■ EXERCISE BRIEF
Please check every line of the listing for "structure" and copy each line where it is found.
========================================================================
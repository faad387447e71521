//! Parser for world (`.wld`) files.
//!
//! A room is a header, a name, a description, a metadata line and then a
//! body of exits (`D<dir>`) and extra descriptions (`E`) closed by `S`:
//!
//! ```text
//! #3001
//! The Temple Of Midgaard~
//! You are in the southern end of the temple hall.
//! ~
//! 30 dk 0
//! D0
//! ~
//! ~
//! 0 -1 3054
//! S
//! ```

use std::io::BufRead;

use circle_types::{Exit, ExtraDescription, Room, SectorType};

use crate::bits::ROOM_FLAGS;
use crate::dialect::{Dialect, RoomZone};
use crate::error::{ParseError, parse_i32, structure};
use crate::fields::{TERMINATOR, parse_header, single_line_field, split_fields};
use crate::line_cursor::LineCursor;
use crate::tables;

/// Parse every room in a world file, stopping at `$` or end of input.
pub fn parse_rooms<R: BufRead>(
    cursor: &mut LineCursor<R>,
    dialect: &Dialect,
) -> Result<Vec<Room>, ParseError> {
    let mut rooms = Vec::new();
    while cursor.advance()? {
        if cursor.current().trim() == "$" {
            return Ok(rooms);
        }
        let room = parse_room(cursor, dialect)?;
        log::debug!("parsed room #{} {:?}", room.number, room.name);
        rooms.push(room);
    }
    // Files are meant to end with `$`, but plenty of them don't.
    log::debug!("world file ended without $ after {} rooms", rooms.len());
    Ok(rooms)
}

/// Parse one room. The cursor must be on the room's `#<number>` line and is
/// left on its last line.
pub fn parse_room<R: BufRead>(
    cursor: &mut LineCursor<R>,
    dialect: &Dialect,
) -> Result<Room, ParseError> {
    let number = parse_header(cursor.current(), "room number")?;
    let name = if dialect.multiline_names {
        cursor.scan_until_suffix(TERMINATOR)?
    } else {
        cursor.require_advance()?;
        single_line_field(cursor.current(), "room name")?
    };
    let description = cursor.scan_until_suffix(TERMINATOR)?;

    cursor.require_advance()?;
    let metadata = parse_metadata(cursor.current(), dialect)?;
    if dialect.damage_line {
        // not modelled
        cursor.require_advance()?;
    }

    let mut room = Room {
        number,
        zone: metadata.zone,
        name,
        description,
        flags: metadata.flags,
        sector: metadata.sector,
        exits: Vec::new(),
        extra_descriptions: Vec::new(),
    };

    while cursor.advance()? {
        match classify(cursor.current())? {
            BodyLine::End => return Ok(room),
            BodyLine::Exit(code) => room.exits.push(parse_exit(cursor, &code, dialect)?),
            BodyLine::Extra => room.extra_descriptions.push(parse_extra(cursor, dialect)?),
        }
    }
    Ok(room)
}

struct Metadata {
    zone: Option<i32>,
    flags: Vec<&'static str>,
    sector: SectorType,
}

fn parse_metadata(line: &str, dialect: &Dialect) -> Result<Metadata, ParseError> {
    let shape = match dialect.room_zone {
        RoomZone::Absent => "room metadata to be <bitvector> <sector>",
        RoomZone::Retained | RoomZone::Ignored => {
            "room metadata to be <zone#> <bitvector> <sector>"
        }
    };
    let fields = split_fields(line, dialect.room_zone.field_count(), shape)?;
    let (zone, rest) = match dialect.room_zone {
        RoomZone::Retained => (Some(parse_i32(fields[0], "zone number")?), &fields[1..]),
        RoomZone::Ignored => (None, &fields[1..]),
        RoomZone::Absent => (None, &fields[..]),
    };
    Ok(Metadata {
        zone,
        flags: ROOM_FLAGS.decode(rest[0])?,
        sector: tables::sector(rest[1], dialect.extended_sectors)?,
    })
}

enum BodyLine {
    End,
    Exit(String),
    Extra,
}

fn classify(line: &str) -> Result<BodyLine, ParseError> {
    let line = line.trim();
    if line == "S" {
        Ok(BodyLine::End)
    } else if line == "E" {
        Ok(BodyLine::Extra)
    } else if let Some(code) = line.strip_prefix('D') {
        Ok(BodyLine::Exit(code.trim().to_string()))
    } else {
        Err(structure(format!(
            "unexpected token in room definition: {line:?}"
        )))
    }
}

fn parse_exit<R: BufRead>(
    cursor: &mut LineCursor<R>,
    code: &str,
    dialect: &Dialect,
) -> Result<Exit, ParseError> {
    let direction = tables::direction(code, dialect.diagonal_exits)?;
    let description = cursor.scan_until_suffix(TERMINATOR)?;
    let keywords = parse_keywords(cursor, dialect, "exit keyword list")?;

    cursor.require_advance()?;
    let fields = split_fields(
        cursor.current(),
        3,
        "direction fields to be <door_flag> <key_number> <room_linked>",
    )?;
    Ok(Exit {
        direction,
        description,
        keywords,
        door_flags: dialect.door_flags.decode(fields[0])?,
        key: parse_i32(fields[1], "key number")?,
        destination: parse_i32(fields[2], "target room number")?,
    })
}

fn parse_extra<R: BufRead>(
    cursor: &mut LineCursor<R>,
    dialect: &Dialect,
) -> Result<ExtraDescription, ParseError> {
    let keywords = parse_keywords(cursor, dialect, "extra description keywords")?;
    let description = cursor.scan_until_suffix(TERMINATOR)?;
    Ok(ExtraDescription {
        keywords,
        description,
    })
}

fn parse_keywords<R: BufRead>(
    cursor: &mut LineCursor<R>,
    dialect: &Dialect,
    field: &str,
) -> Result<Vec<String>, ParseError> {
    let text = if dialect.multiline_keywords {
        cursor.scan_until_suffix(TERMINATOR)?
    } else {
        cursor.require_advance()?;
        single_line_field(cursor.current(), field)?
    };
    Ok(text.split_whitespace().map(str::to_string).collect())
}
========================================================================
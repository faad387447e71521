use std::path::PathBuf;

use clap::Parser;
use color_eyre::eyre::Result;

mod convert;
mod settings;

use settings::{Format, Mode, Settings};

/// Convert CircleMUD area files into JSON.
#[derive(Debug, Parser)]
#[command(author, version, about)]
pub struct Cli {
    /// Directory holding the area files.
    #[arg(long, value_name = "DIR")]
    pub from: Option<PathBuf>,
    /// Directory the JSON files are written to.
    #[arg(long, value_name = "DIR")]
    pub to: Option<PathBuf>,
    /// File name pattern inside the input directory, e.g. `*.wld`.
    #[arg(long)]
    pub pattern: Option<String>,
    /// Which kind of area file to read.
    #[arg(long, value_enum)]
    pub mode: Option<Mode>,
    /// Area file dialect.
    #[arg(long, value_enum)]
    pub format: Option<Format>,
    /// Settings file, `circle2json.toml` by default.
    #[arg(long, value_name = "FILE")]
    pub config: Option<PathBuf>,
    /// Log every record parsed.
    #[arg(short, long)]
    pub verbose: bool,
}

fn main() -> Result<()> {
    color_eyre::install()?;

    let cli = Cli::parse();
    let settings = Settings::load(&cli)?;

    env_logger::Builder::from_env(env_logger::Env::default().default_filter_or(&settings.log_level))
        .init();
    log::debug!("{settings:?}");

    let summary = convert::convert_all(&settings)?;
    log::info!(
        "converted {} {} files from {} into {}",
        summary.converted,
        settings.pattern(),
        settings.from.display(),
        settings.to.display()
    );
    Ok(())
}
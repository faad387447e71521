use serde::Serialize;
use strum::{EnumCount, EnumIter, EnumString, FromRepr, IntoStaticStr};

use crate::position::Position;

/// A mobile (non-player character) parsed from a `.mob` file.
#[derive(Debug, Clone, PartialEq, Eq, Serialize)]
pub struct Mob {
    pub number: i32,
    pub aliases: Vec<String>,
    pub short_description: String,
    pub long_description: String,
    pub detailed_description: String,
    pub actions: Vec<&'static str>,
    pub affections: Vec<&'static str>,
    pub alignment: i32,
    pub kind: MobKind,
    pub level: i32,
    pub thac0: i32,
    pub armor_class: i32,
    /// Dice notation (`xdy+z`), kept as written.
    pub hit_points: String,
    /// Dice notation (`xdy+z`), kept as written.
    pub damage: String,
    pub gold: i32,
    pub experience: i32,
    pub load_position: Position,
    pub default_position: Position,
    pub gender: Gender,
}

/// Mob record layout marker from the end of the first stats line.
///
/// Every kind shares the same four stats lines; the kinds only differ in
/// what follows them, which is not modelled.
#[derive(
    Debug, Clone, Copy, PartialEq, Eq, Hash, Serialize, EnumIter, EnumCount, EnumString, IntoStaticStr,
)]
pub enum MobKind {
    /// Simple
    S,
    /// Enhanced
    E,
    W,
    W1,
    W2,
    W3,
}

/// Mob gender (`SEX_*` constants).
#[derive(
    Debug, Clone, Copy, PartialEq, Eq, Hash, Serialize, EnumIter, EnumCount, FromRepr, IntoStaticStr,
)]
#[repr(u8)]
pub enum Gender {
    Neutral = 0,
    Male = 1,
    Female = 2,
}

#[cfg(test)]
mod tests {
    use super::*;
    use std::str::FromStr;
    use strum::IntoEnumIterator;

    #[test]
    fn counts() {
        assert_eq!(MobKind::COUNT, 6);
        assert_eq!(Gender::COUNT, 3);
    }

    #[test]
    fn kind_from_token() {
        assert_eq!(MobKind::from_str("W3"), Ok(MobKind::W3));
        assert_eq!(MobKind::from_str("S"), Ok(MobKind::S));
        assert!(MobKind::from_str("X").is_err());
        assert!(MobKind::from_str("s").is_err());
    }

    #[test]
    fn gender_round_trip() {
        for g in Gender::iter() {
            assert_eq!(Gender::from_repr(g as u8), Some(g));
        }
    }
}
========================================================================
■ WORKED SOLUTION
use crate::error::{ParseError, parse_i32, structure};
        Err(structure(format!(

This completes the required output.